INFORMATION GIVEN START
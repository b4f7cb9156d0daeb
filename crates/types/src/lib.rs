//! Shared types and constants for stacklogic.
//!
//! Everything here is plain data with no dependencies, so the engine, the
//! high-score service and the terminal host all agree on one vocabulary.
//!
//! # Board Dimensions
//!
//! - **Width**: 10 columns (indexed 0-9)
//! - **Height**: 20 rows (indexed 0-19, row 0 at the top)
//!
//! Pieces spawn above row 0 (negative `y`) and fall into view.
//!
//! # Difficulty Schedule
//!
//! | Constant | Value | Description |
//! |----------|-------|-------------|
//! | `START_DROP_MS` | 800 | Gravity interval at level 1 |
//! | `DROP_DECREASE_PER_LEVEL_MS` | 60 | Interval reduction per level |
//! | `MIN_DROP_MS` | 80 | Interval floor (reached at level 13) |
//! | `LINES_PER_LEVEL` | 10 | Cleared lines needed per level |
//!
//! # Examples
//!
//! ```
//! use stacklogic_types::{GameAction, PieceKind, RunState, BOARD_HEIGHT, BOARD_WIDTH};
//!
//! assert_eq!(PieceKind::T.as_str(), "T");
//! assert_eq!(GameAction::HardDrop.as_str(), "hardDrop");
//! assert_eq!(RunState::default(), RunState::Home);
//! assert_eq!((BOARD_WIDTH, BOARD_HEIGHT), (10, 20));
//! ```

/// Board width in cells (10 columns)
pub const BOARD_WIDTH: u8 = 10;

/// Board height in cells (20 rows)
pub const BOARD_HEIGHT: u8 = 20;

/// Host frame interval in milliseconds (16ms ≈ 60 FPS)
pub const TICK_MS: u32 = 16;

/// Gravity interval at level 1
pub const START_DROP_MS: u32 = 800;

/// Gravity interval reduction per level above 1
pub const DROP_DECREASE_PER_LEVEL_MS: u32 = 60;

/// Gravity interval floor
pub const MIN_DROP_MS: u32 = 80;

/// Lines that must be cleared to advance one level
pub const LINES_PER_LEVEL: u32 = 10;

/// Line clear base points indexed by rows cleared in one lock (0-4).
///
/// Multiplied by the current level.
pub const LINE_SCORES: [u32; 5] = [0, 100, 300, 500, 800];

/// Per-row base points for clears larger than four rows.
pub const LARGE_CLEAR_POINTS_PER_ROW: u32 = 200;

/// Points for each manual soft-drop step
pub const SOFT_DROP_POINTS: u32 = 1;

/// Points for each row travelled by a hard drop
pub const HARD_DROP_POINTS_PER_ROW: u32 = 2;

/// Horizontal offsets tried after a rotation, in order.
///
/// A deliberately simplified kick table: no vertical kicks and no per-kind
/// tables.
pub const KICK_OFFSETS: [i8; 5] = [0, -1, 1, -2, 2];

/// Number of entries kept on the high-score board
pub const HIGHSCORE_MAX: usize = 10;

/// Maximum length of a high-score name, in characters
pub const NAME_MAX_LEN: usize = 16;

/// Largest score the high-score service accepts
pub const MAX_SUBMITTED_SCORE: u64 = 1_000_000_000;

/// The seven tetromino piece kinds
///
/// Each piece has a distinct shape and color:
/// - **I**: Cyan, horizontal bar
/// - **O**: Yellow, 2x2 square
/// - **T**: Purple, T-shaped
/// - **S**: Green, S-shaped
/// - **Z**: Pink, Z-shaped (mirror of S)
/// - **J**: Blue, J-shaped
/// - **L**: Orange, L-shaped (mirror of J)
#[derive(Debug, Clone, Copy, PartialEq, Eq, Hash)]
pub enum PieceKind {
    I,
    O,
    T,
    S,
    Z,
    J,
    L,
}

impl PieceKind {
    /// All kinds in canonical order (the contents of one fresh bag).
    pub const ALL: [PieceKind; 7] = [
        PieceKind::I,
        PieceKind::O,
        PieceKind::T,
        PieceKind::S,
        PieceKind::Z,
        PieceKind::J,
        PieceKind::L,
    ];

    /// Uppercase letter used for display
    pub fn as_str(&self) -> &'static str {
        match self {
            PieceKind::I => "I",
            PieceKind::O => "O",
            PieceKind::T => "T",
            PieceKind::S => "S",
            PieceKind::Z => "Z",
            PieceKind::J => "J",
            PieceKind::L => "L",
        }
    }
}

/// A cell on the game board
///
/// - `None`: Empty cell
/// - `Some(PieceKind)`: Cell filled by a locked piece of that kind
///
/// The kind is identity for rendering only; gameplay just asks "filled?".
pub type Cell = Option<PieceKind>;

/// Lifecycle of a run.
///
/// `Home → Playing ⇄ Paused`, `Playing → GameOver → Home`.
#[derive(Debug, Clone, Copy, PartialEq, Eq, Hash, Default)]
pub enum RunState {
    #[default]
    Home,
    Playing,
    Paused,
    GameOver,
}

impl RunState {
    pub fn as_str(&self) -> &'static str {
        match self {
            RunState::Home => "home",
            RunState::Playing => "playing",
            RunState::Paused => "paused",
            RunState::GameOver => "gameover",
        }
    }
}

/// Why a run ended
#[derive(Debug, Clone, Copy, PartialEq, Eq, Hash)]
pub enum GameOverReason {
    /// A freshly spawned piece had nowhere to enter the board.
    NoSpaceToSpawn,
    /// A piece locked with at least one cell above row 0.
    StackedAboveTop,
}

impl GameOverReason {
    /// Human-readable reason
    pub fn message(&self) -> &'static str {
        match self {
            GameOverReason::NoSpaceToSpawn => "No space to spawn",
            GameOverReason::StackedAboveTop => "Stacked above the top",
        }
    }
}

impl std::fmt::Display for GameOverReason {
    fn fmt(&self, f: &mut std::fmt::Formatter<'_>) -> std::fmt::Result {
        f.write_str(self.message())
    }
}

/// Signal emitted once when a run ends.
///
/// The engine only reports it; qualification, naming and submission are the
/// caller's business.
#[derive(Debug, Clone, Copy, PartialEq, Eq)]
pub struct GameOverEvent {
    pub reason: GameOverReason,
    pub score: u32,
    pub lines: u32,
    pub level: u32,
}

/// Discrete commands the host feeds into a game session
#[derive(Debug, Clone, Copy, PartialEq, Eq)]
pub enum GameAction {
    /// Reset and start playing
    NewGame,
    /// Move piece one cell left
    MoveLeft,
    /// Move piece one cell right
    MoveRight,
    /// Drop piece one cell down (1 point)
    SoftDrop,
    /// Drop piece to its resting row and lock (2 points per row)
    HardDrop,
    /// Rotate piece 90° clockwise
    RotateCw,
    /// Rotate piece 90° counter-clockwise
    RotateCcw,
    /// Freeze gameplay
    Pause,
    /// Continue a paused run
    Resume,
    /// Abandon the run and return to the home screen
    GoHome,
}

impl GameAction {
    /// Convert to camelCase name
    pub fn as_str(&self) -> &'static str {
        match self {
            GameAction::NewGame => "newGame",
            GameAction::MoveLeft => "moveLeft",
            GameAction::MoveRight => "moveRight",
            GameAction::SoftDrop => "softDrop",
            GameAction::HardDrop => "hardDrop",
            GameAction::RotateCw => "rotateCw",
            GameAction::RotateCcw => "rotateCcw",
            GameAction::Pause => "pause",
            GameAction::Resume => "resume",
            GameAction::GoHome => "goHome",
        }
    }
}

#[cfg(test)]
mod tests {
    use super::*;

    #[test]
    fn difficulty_defaults() {
        assert_eq!(START_DROP_MS, 800);
        assert_eq!(DROP_DECREASE_PER_LEVEL_MS, 60);
        assert_eq!(MIN_DROP_MS, 80);
        assert_eq!(LINES_PER_LEVEL, 10);
        assert_eq!(LINE_SCORES, [0, 100, 300, 500, 800]);
    }

    #[test]
    fn action_names_are_distinct() {
        let actions = [
            GameAction::NewGame,
            GameAction::MoveLeft,
            GameAction::MoveRight,
            GameAction::SoftDrop,
            GameAction::HardDrop,
            GameAction::RotateCw,
            GameAction::RotateCcw,
            GameAction::Pause,
            GameAction::Resume,
            GameAction::GoHome,
        ];
        for (i, a) in actions.iter().enumerate() {
            for b in &actions[i + 1..] {
                assert_ne!(a.as_str(), b.as_str());
            }
        }
    }

    #[test]
    fn game_over_reason_messages() {
        assert_eq!(GameOverReason::NoSpaceToSpawn.to_string(), "No space to spawn");
        assert_eq!(GameOverReason::StackedAboveTop.message(), "Stacked above the top");
    }

    #[test]
    fn bag_contents_are_distinct() {
        for (i, a) in PieceKind::ALL.iter().enumerate() {
            for b in &PieceKind::ALL[i + 1..] {
                assert_ne!(a, b);
            }
        }
    }
}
INFORMATION GIVEN END
→ AIM OF THE TASK: All that belongs in the answer is an exact copy of the lines from the start of the records above through the line with "pub const SOFT_DROP_POINTS: u32 = 1;".

→ RESULT OF THIS EXERCISE:
repository b4f7cb9156d0daeb
filename crates/types/src/lib.rs
//! Shared types and constants for stacklogic.
//!
//! Everything here is plain data with no dependencies, so the engine, the
//! high-score service and the terminal host all agree on one vocabulary.
//!
//! # Board Dimensions
//!
//! - **Width**: 10 columns (indexed 0-9)
//! - **Height**: 20 rows (indexed 0-19, row 0 at the top)
//!
//! Pieces spawn above row 0 (negative `y`) and fall into view.
//!
//! # Difficulty Schedule
//!
//! | Constant | Value | Description |
//! |----------|-------|-------------|
//! | `START_DROP_MS` | 800 | Gravity interval at level 1 |
//! | `DROP_DECREASE_PER_LEVEL_MS` | 60 | Interval reduction per level |
//! | `MIN_DROP_MS` | 80 | Interval floor (reached at level 13) |
//! | `LINES_PER_LEVEL` | 10 | Cleared lines needed per level |
//!
//! # Examples
//!
//! ```
//! use stacklogic_types::{GameAction, PieceKind, RunState, BOARD_HEIGHT, BOARD_WIDTH};
//!
//! assert_eq!(PieceKind::T.as_str(), "T");
//! assert_eq!(GameAction::HardDrop.as_str(), "hardDrop");
//! assert_eq!(RunState::default(), RunState::Home);
//! assert_eq!((BOARD_WIDTH, BOARD_HEIGHT), (10, 20));
//! ```

/// Board width in cells (10 columns)
pub const BOARD_WIDTH: u8 = 10;

/// Board height in cells (20 rows)
pub const BOARD_HEIGHT: u8 = 20;

/// Host frame interval in milliseconds (16ms ≈ 60 FPS)
pub const TICK_MS: u32 = 16;

/// Gravity interval at level 1
pub const START_DROP_MS: u32 = 800;

/// Gravity interval reduction per level above 1
pub const DROP_DECREASE_PER_LEVEL_MS: u32 = 60;

/// Gravity interval floor
pub const MIN_DROP_MS: u32 = 80;

/// Lines that must be cleared to advance one level
pub const LINES_PER_LEVEL: u32 = 10;

/// Line clear base points indexed by rows cleared in one lock (0-4).
///
/// Multiplied by the current level.
pub const LINE_SCORES: [u32; 5] = [0, 100, 300, 500, 800];

/// Per-row base points for clears larger than four rows.
pub const LARGE_CLEAR_POINTS_PER_ROW: u32 = 200;

/// Points for each manual soft-drop step
pub const SOFT_DROP_POINTS: u32 = 1;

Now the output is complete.